***** Dataset records
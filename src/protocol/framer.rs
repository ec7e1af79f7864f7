//! Payload framing.
//!
//! Converts a payload into the ordered block sequence the device
//! expects: the 4-byte little-endian length header followed by the
//! payload bytes, cut into blocks of at most [`MAX_BLOCK_SIZE`] bytes.
//! The final block carries whatever remains and may be shorter.
//!
//! Framing is pure and cannot fail. Even an empty payload produces one
//! block holding the header alone.
//!
//! # Example
//!
//! ```
//! use bulkwire::protocol::{frame, MAX_BLOCK_SIZE};
//!
//! let blocks = frame(&[0xAB; 61]);
//! assert_eq!(blocks.len(), 2);
//! assert_eq!(blocks[0].len(), MAX_BLOCK_SIZE);
//! assert_eq!(blocks[1].len(), 1);
//! ```

use bytes::{Bytes, BytesMut};

use super::wire_format::{Header, HEADER_SIZE, MAX_BLOCK_SIZE};

/// Frame a payload into transmission blocks.
///
/// Every block is a cheap slice of one shared backing buffer
/// (zero-copy via `bytes::Bytes`).
pub fn frame(payload: &[u8]) -> Vec<Bytes> {
    debug_assert!(payload.len() <= u32::MAX as usize);
    let header = Header::new(payload.len() as u32);

    let mut stream = BytesMut::with_capacity(HEADER_SIZE + payload.len());
    stream.extend_from_slice(&header.encode());
    stream.extend_from_slice(payload);
    let stream = stream.freeze();

    let mut blocks = Vec::with_capacity(stream.len().div_ceil(MAX_BLOCK_SIZE));
    let mut offset = 0;
    while offset < stream.len() {
        let end = usize::min(offset + MAX_BLOCK_SIZE, stream.len());
        blocks.push(stream.slice(offset..end));
        offset = end;
    }
    blocks
}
**********
▶ Try it: Scan the data above and report each line in which "BytesMut" is present.

▶ Result of the exercise:
use bytes::{Bytes, BytesMut};
    let mut stream = BytesMut::with_capacity(HEADER_SIZE + payload.len());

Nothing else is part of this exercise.